MS Official says Malware recovery becoming impossible

[o_|404|innoc-tpf-]

Eweek Article

I thought it was both funny and sad to hear Mike Danseglio (program manager in the Security Solutions group at Microsoft) talk about the rootkits and kernel hooks used by evolving malware. The self-healing attributes of malware also seemed funny and sad to me when neither Windows nor any AV program appears to be able to do that. Granted Windows and the AV programs are larger in size. But even self-healing attributes can be exploited.

[o_mescalito]

I dunno what the hell are you talking about, but yeah, that sucks! ^,^

[o_|404|innoc-tpf-]

Quote:

Originally Posted by Mescalito

I dunno what the hell are you talking about, but yeah, that sucks! ^,^

Basically...be sure you practice safe browsing and email habits as if you get infected you may not be able to clean up the mess.

[o_mescalito]

With all browsers?

[o_|404|innoc-tpf-]

Quote:

Originally Posted by Mescalito

With all browsers?

The focus for malware has traditionally been IE but there have been periodic vulnerabilities for most applications out there. I think the alternate browsers have traditionally had a better track record for patching their vulnerabilities faster.

Unfortunately Internet Access is not as simplistic as running a DVD movie in a home player though many companies have tried to make it that easy. The fact is there are bad guys out there out to get you and educating yourself on safe practices will go a long way towards protecting yourself.

[o_jinx]

Quote:

Originally Posted by Mescalito

With all browsers?

Most of us agree on two things:

a) Firefox seems to be a bit more secure (or less targeted at least)
b) Using Firefox is no replacement for using your brain.

And some like Travis have good luck with IE, making b) the most important thing.

Plus, there are plenty of other ways you can get malware. For example, opening an email attachment or downloading and installing malicious software.

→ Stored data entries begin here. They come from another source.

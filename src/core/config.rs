//! Engine configuration with documented constants
//!
//! Tunables that shape round pacing live here. The config is passed into
//! `DeliveryEngine` by value; there is no process-wide instance.

use serde::{Deserialize, Serialize};

use crate::core::error::{EngineError, Result};

/// Action points every unit starts a round with before trait increments
pub const BASE_ACTION_POINTS: u32 = 3;

/// Encounter id used when a cell type has no candidate list
pub const GENERIC_ENCOUNTER_ID: &str = "random_encounter";

/// Configuration for the delivery grid engine
#[derive(Debug, Clone, PartialEq, Serialize, Deserialize)]
#[serde(default)]
pub struct EngineConfig {
    /// Base action points per round for a unit
    ///
    /// Trait increments from the bound partner are added on top of this.
    /// An unbound unit gets exactly this many.
    pub base_action_points: u32,

    /// Minutes removed from every package timer at each round boundary
    pub package_timer_decay: i32,

    /// Fallback encounter id for terrain without a candidate table
    pub generic_encounter_id: String,

    /// Seed for the encounter RNG (None = seeded from entropy)
    pub seed: Option<u64>,
}

impl Default for EngineConfig {
    fn default() -> Self {
        Self {
            base_action_points: BASE_ACTION_POINTS,
            package_timer_decay: 1,
            generic_encounter_id: GENERIC_ENCOUNTER_ID.to_string(),
            seed: None,
        }
    }
}

impl EngineConfig {
    /// Create a new config with default values
    pub fn new() -> Self {
        Self::default()
    }

    /// Parse a config from TOML; missing keys keep their defaults
    pub fn from_toml_str(content: &str) -> Result<Self> {
        let config: EngineConfig = toml::from_str(content)?;
        config.validate()?;
        Ok(config)
    }

    /// Validate configuration for internal consistency
    pub fn validate(&self) -> Result<()> {
        if self.base_action_points == 0 {
            return Err(EngineError::InvalidConfig(
                "base_action_points must be positive".into(),
            ));
        }

        if self.package_timer_decay < 0 {
            return Err(EngineError::InvalidConfig(format!(
                "package_timer_decay ({}) must not be negative",
                self.package_timer_decay
            )));
        }

        if self.generic_encounter_id.trim().is_empty() {
            return Err(EngineError::InvalidConfig(
                "generic_encounter_id must not be empty".into(),
            ));
        }

        Ok(())
    }
}
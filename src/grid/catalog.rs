//! Dense cell catalog built from a sparse district template
//!
//! After construction every in-bounds position resolves to exactly one cell,
//! and the grid is never mutated again.

use ahash::AHashMap;

use crate::core::types::GridPos;
use crate::grid::cell::GridCell;
use crate::grid::template::DistrictGrid;

/// The delivery grid for one district visit
#[derive(Debug, Clone)]
pub struct Grid {
    cells: AHashMap<GridPos, GridCell>,
    width: u32,
    height: u32,
    template_id: String,
    name: String,
}

impl Grid {
    /// Build the dense grid: authored cells first, then street backfill
    pub fn from_template(template: &DistrictGrid) -> Self {
        let width = template.size.width;
        let height = template.size.height;
        let mut cells = AHashMap::with_capacity((width as usize) * (height as usize));

        let in_bounds = |pos: GridPos| {
            pos.x >= 0 && pos.y >= 0 && (pos.x as u32) < width && (pos.y as u32) < height
        };

        for cell in &template.default_cells {
            if !in_bounds(cell.position) {
                tracing::warn!(
                    "Template {}: skipping authored cell {} outside {}x{}",
                    template.id,
                    cell.position,
                    width,
                    height
                );
                continue;
            }
            if cells.insert(cell.position, cell.clone()).is_some() {
                tracing::warn!(
                    "Template {}: cell {} authored twice, keeping the later one",
                    template.id,
                    cell.position
                );
            }
        }

        let authored = cells.len();
        let base_chance = template.difficulty_modifiers.base_encounter_chance;
        for y in 0..height as i32 {
            for x in 0..width as i32 {
                let pos = GridPos::new(x, y);
                cells
                    .entry(pos)
                    .or_insert_with(|| GridCell::street(pos, base_chance, &template.id));
            }
        }

        tracing::debug!(
            "Built grid {} ({}x{}): {} authored, {} backfilled",
            template.id,
            width,
            height,
            authored,
            cells.len() - authored
        );

        Self {
            cells,
            width,
            height,
            template_id: template.id.clone(),
            name: template.name.clone(),
        }
    }

    /// Cell at a position; `None` only outside the loaded bounds
    pub fn get_cell_at(&self, pos: GridPos) -> Option<&GridCell> {
        self.cells.get(&pos)
    }

    pub fn in_bounds(&self, pos: GridPos) -> bool {
        pos.x >= 0 && pos.y >= 0 && (pos.x as u32) < self.width && (pos.y as u32) < self.height
    }

    pub fn width(&self) -> u32 {
        self.width
    }

    pub fn height(&self) -> u32 {
        self.height
    }

    pub fn template_id(&self) -> &str {
        &self.template_id
    }

    pub fn name(&self) -> &str {
        &self.name
    }

    pub fn cell_count(&self) -> usize {
        self.cells.len()
    }

    pub fn cells(&self) -> impl Iterator<Item = &GridCell> {
        self.cells.values()
    }
}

What really pisses me off is that the worst malware seems to be from companies, not hackers (adware/spyware/drm). It's total bullshit that there's all this legislation to protect companies' rights (Digital Millennium Copyright Act etc.), but very little to protect consumers'.

I think that a person's pc needs to be seen as a private space, just like their apartment, home, etc. In other words, putting spyware or adware on someone's PC should be just as offensive as putting a secret camera in their bathroom, or spraypainting ads on their walls.

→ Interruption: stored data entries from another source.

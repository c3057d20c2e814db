//! Delivery engine integration tests

use delivery_grid::encounter::effective_chance;
use delivery_grid::partner::mastery;
use delivery_grid::{
    CellType, CharacterTrait, DeliveryEngine, DistrictGrid, EncounterId, EngineConfig, Grid,
    GridCell, GridPos, MoveError, MoveResponse, Package, PackageKind, PartnerId,
    PartnerTraitProfile, Situation,
};

fn two_by_two() -> Grid {
    Grid::from_template(&DistrictGrid::new("plaza", "Plaza", 2, 2).with_base_encounter_chance(0.0))
}

fn package(destination: GridPos) -> Package {
    Package::new("order-1", destination, PackageKind::Package, 45)
}

#[test]
fn test_open_plaza_move_spends_distance() {
    let mut engine = DeliveryEngine::with_seed(two_by_two(), 1);
    let id = engine
        .add_unit(PartnerId::new("rook"), GridPos::new(0, 0), package(GridPos::new(1, 1)))
        .unwrap();
    assert_eq!(engine.get_unit(id).unwrap().action_points, 3);

    let mut moves = engine.get_valid_moves(id);
    moves.sort();
    let mut expected = vec![GridPos::new(1, 0), GridPos::new(0, 1), GridPos::new(1, 1)];
    expected.sort();
    assert_eq!(moves, expected);

    let outcome = engine.move_unit(id, GridPos::new(1, 1)).unwrap();
    assert_eq!(outcome.cost, 2);
    assert!(outcome.encounter.is_none());

    let unit = engine.get_unit(id).unwrap();
    assert_eq!(unit.position, GridPos::new(1, 1));
    assert_eq!(unit.action_points, 1);
    assert!(unit.has_acted);
    assert!(engine.check_delivery_complete(id));
}

#[test]
fn test_short_budget_cannot_reach_corner() {
    let config = EngineConfig {
        base_action_points: 1,
        seed: Some(1),
        ..EngineConfig::default()
    };
    let mut engine = DeliveryEngine::new(two_by_two(), config);
    let id = engine
        .add_unit(PartnerId::new("rook"), GridPos::new(0, 0), package(GridPos::new(1, 1)))
        .unwrap();

    assert_eq!(
        engine.move_unit(id, GridPos::new(1, 1)),
        Err(MoveError::NotEnoughActionPoints)
    );
    let unit = engine.get_unit(id).unwrap();
    assert_eq!(unit.position, GridPos::new(0, 0));
    assert_eq!(unit.action_points, 1);
    assert!(!unit.has_acted);
}

#[test]
fn test_blocked_cell_rejected_regardless_of_budget() {
    let template = DistrictGrid::new("plaza", "Plaza", 2, 2)
        .with_cell(GridCell::new(GridPos::new(1, 0), CellType::Building).blocking());
    let mut engine = DeliveryEngine::with_seed(Grid::from_template(&template), 1);
    let id = engine
        .add_unit(PartnerId::new("rook"), GridPos::new(0, 0), package(GridPos::new(1, 1)))
        .unwrap();
    engine
        .set_partner_for_unit(
            id,
            PartnerTraitProfile::new(PartnerId::new("rook"))
                .with_primary(CharacterTrait::Hyperfocus, mastery::GOLD)
                .with_secondary(CharacterTrait::RoutineMastery, mastery::SILVER),
        )
        .unwrap();
    assert_eq!(engine.get_unit(id).unwrap().action_points, 6);

    assert_eq!(
        engine.move_unit(id, GridPos::new(1, 0)),
        Err(MoveError::PositionBlocked)
    );
    assert!(!engine.get_valid_moves(id).contains(&GridPos::new(1, 0)));
    assert_eq!(engine.get_unit(id).unwrap().position, GridPos::new(0, 0));
}

#[test]
fn test_pattern_recognition_shrinks_encounter_chance() {
    let mut engine = DeliveryEngine::with_seed(two_by_two(), 1);
    let id = engine
        .add_unit(PartnerId::new("rook"), GridPos::new(0, 0), package(GridPos::new(1, 1)))
        .unwrap();
    engine
        .set_partner_for_unit(
            id,
            PartnerTraitProfile::new(PartnerId::new("rook"))
                .with_primary(CharacterTrait::PatternRecognition, mastery::SILVER),
        )
        .unwrap();

    let bonus = engine.get_trait_bonus(id, Situation::Movement);
    assert!((bonus - 1.25).abs() < 1e-6);
    assert!((effective_chance(0.4, bonus) - 0.32).abs() < 1e-6);
}

#[test]
fn test_out_of_bounds_move_rejected() {
    let mut engine = DeliveryEngine::with_seed(two_by_two(), 1);
    let id = engine
        .add_unit(PartnerId::new("rook"), GridPos::new(0, 0), package(GridPos::new(1, 1)))
        .unwrap();

    for target in [GridPos::new(2, 0), GridPos::new(-1, 0), GridPos::new(0, 5)] {
        let response = MoveResponse::from(engine.move_unit(id, target));
        assert!(!response.success);
        assert_eq!(response.message.as_deref(), Some("Invalid position"));
    }
    assert!(!engine.get_unit(id).unwrap().has_acted);
}

#[test]
fn test_one_move_per_round_across_rounds() {
    let grid = Grid::from_template(&DistrictGrid::new("strip", "Strip", 10, 1));
    let mut engine = DeliveryEngine::with_seed(grid, 3);
    let id = engine
        .add_unit(PartnerId::new("rook"), GridPos::new(0, 0), package(GridPos::new(9, 0)))
        .unwrap();

    let mut rounds = 0;
    while !engine.check_delivery_complete(id) {
        let x = engine.get_unit(id).unwrap().position.x;
        let target = GridPos::new((x + 3).min(9), 0);
        engine.move_unit(id, target).unwrap();
        // Leftover AP does not buy a second move
        assert!(engine.move_unit(id, target).is_err());
        engine.reset_turn();
        rounds += 1;
    }

    assert_eq!(rounds, 3);
    assert_eq!(engine.round(), 3);
    let unit = engine.complete_delivery(id).unwrap();
    assert_eq!(unit.package.time_remaining, 42);
    assert!(engine.get_all_units().is_empty());
}

#[test]
fn test_reset_turn_covers_every_unit() {
    let grid = Grid::from_template(&DistrictGrid::new("block", "Block", 6, 6));
    let mut engine = DeliveryEngine::with_seed(grid, 5);
    let focused = PartnerTraitProfile::new(PartnerId::new("mika"))
        .with_primary(CharacterTrait::Hyperfocus, mastery::SILVER);

    let a = engine
        .add_unit(PartnerId::new("rook"), GridPos::new(0, 0), package(GridPos::new(5, 5)))
        .unwrap();
    let b = engine
        .add_unit(PartnerId::new("mika"), GridPos::new(5, 0), package(GridPos::new(0, 5)))
        .unwrap();
    engine.set_partner_for_unit(b, focused).unwrap();

    engine.move_unit(a, GridPos::new(1, 2)).unwrap();
    engine.move_unit(b, GridPos::new(4, 3)).unwrap();
    engine.reset_turn();

    for unit in engine.get_all_units() {
        assert!(!unit.has_acted);
        assert_eq!(unit.package.time_remaining, 44);
    }
    assert_eq!(engine.get_unit(a).unwrap().action_points, 3);
    assert_eq!(engine.get_unit(b).unwrap().action_points, 4);
}

#[test]
fn test_template_round_trip_through_toml() {
    let toml = r#"
id = "docks"
name = "Docks"

[size]
width = 3
height = 3

[difficulty_modifiers]
base_encounter_chance = 0.0

[[default_cells]]
position = { x = 2, y = 2 }
type = "security"
encounter_chance = 1.0
encounter_id = "harbor_patrol"
"#;
    let template = DistrictGrid::from_toml_str(toml).unwrap();
    template.validate().unwrap();
    let mut engine = DeliveryEngine::with_seed(Grid::from_template(&template), 11);
    let id = engine
        .add_unit(PartnerId::new("rook"), GridPos::new(1, 1), package(GridPos::new(0, 0)))
        .unwrap();

    let outcome = engine.move_unit(id, GridPos::new(2, 2)).unwrap();
    assert_eq!(outcome.encounter, Some(EncounterId::new("harbor_patrol")));
}
//! Trait-derived bonuses: situational multipliers and action-point budgets
//!
//! Both are data tables. Adding a trait means adding a row, not a branch.

use serde::{Deserialize, Serialize};

use crate::partner::profile::{CharacterTrait, PartnerTraitProfile};

/// Situation a bonus is being asked for
#[derive(Debug, Clone, Copy, PartialEq, Eq, Hash, Serialize, Deserialize)]
#[serde(rename_all = "snake_case")]
pub enum Situation {
    Movement,
    Encounter,
    Observation,
}

impl Situation {
    pub const ALL: [Situation; 3] = [
        Situation::Movement,
        Situation::Encounter,
        Situation::Observation,
    ];
}

/// One mastery-gated step: applies when mastery >= `required_mastery`
#[derive(Debug, Clone, Copy, PartialEq)]
pub struct MasteryTier<T> {
    pub required_mastery: u8,
    pub increment: T,
}

const fn tier<T>(required_mastery: u8, increment: T) -> MasteryTier<T> {
    MasteryTier {
        required_mastery,
        increment,
    }
}

/// Multiplier increments a trait grants in the listed situations
#[derive(Debug, Clone, Copy)]
pub struct TraitBonusRule {
    pub trait_id: CharacterTrait,
    pub situations: &'static [Situation],
    pub tiers: &'static [MasteryTier<f32>],
}

/// Action points a trait adds to the per-round budget
#[derive(Debug, Clone, Copy)]
pub struct ActionPointRule {
    pub trait_id: CharacterTrait,
    pub tiers: &'static [MasteryTier<u32>],
}

pub const TRAIT_BONUS_TABLE: &[TraitBonusRule] = &[
    TraitBonusRule {
        trait_id: CharacterTrait::EnhancedSenses,
        situations: &[Situation::Observation, Situation::Encounter],
        tiers: &[tier(1, 0.30), tier(2, 0.20)],
    },
    TraitBonusRule {
        trait_id: CharacterTrait::PatternRecognition,
        situations: &[Situation::Movement],
        tiers: &[tier(1, 0.25)],
    },
    TraitBonusRule {
        trait_id: CharacterTrait::AttentionToDetail,
        situations: &Situation::ALL,
        tiers: &[tier(1, 0.15)],
    },
];

pub const ACTION_POINT_TABLE: &[ActionPointRule] = &[
    ActionPointRule {
        trait_id: CharacterTrait::Hyperfocus,
        tiers: &[tier(1, 1), tier(2, 1)],
    },
    ActionPointRule {
        trait_id: CharacterTrait::RoutineMastery,
        tiers: &[tier(1, 1)],
    },
];

/// Multiplier for a situation; 1.0 with no partner, never below 1.0
pub fn trait_bonus(profile: Option<&PartnerTraitProfile>, situation: Situation) -> f32 {
    let Some(profile) = profile else {
        return 1.0;
    };

    let increments: f32 = TRAIT_BONUS_TABLE
        .iter()
        .filter(|rule| rule.situations.contains(&situation))
        .filter_map(|rule| {
            profile
                .slotted_mastery(rule.trait_id)
                .map(|level| earned(rule.tiers, level).sum::<f32>())
        })
        .sum();

    1.0 + increments
}

/// Per-round action points: `base` plus every earned trait increment
pub fn calculate_action_points(profile: Option<&PartnerTraitProfile>, base: u32) -> u32 {
    let Some(profile) = profile else {
        return base;
    };

    let increments: u32 = ACTION_POINT_TABLE
        .iter()
        .filter_map(|rule| {
            profile
                .slotted_mastery(rule.trait_id)
                .map(|level| earned(rule.tiers, level).sum::<u32>())
        })
        .sum();

    base + increments
}

fn earned<T: Copy>(tiers: &[MasteryTier<T>], level: u8) -> impl Iterator<Item = T> + '_ {
    tiers
        .iter()
        .filter(move |t| level >= t.required_mastery)
        .map(|t| t.increment)
}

I really really really would love to see some hackers etc. targeting these companies' websites etc. Do something positive with your skills, people!

[o_puppychow]

ah, but i possess one technique that trumps all maleware! the reformat!

so very sad...

[o_puppychow]

then again i assume its only a matter of time before maleware can do structural damage..

[o_mescalito]

Dunno only had serious problem with spyware ones or twice (like browser hijacking n shit) long time ago..
Maybe i should try to browse other sites then FF too

[o_|404|innoc-tpf-]

Quote:

Originally Posted by puppychow

ah, but i possess one technique that trumps all maleware! the reformat!

so very sad...

Actually that's what the MS Security Program Manager said....reformat. I think he said, specifically, "Nuke it from Orbit".

As far as damaging hardware goes there are things that malware can do that might cause that but it's more indirect. Causing excessive hard drive read/writes might force a failing drive over the edge....weak cooling on a CPU might be exploited with excessive CPU load. With so many devices capable of having their firmware reflashed it's possible to do that I suppose but it's very device specific.

Most malware authors are not trying to destroy your PC/OS. Frequently what they try to do is allow your computer to become part of a stealth network for relaying spam, stealing information (identity theft), performing Distributed Denial of Service attacks or other things that are useful to them.

[o_jinx]

Hell yeah, New York is suing a spyware/adware company

Now that's something we need more of.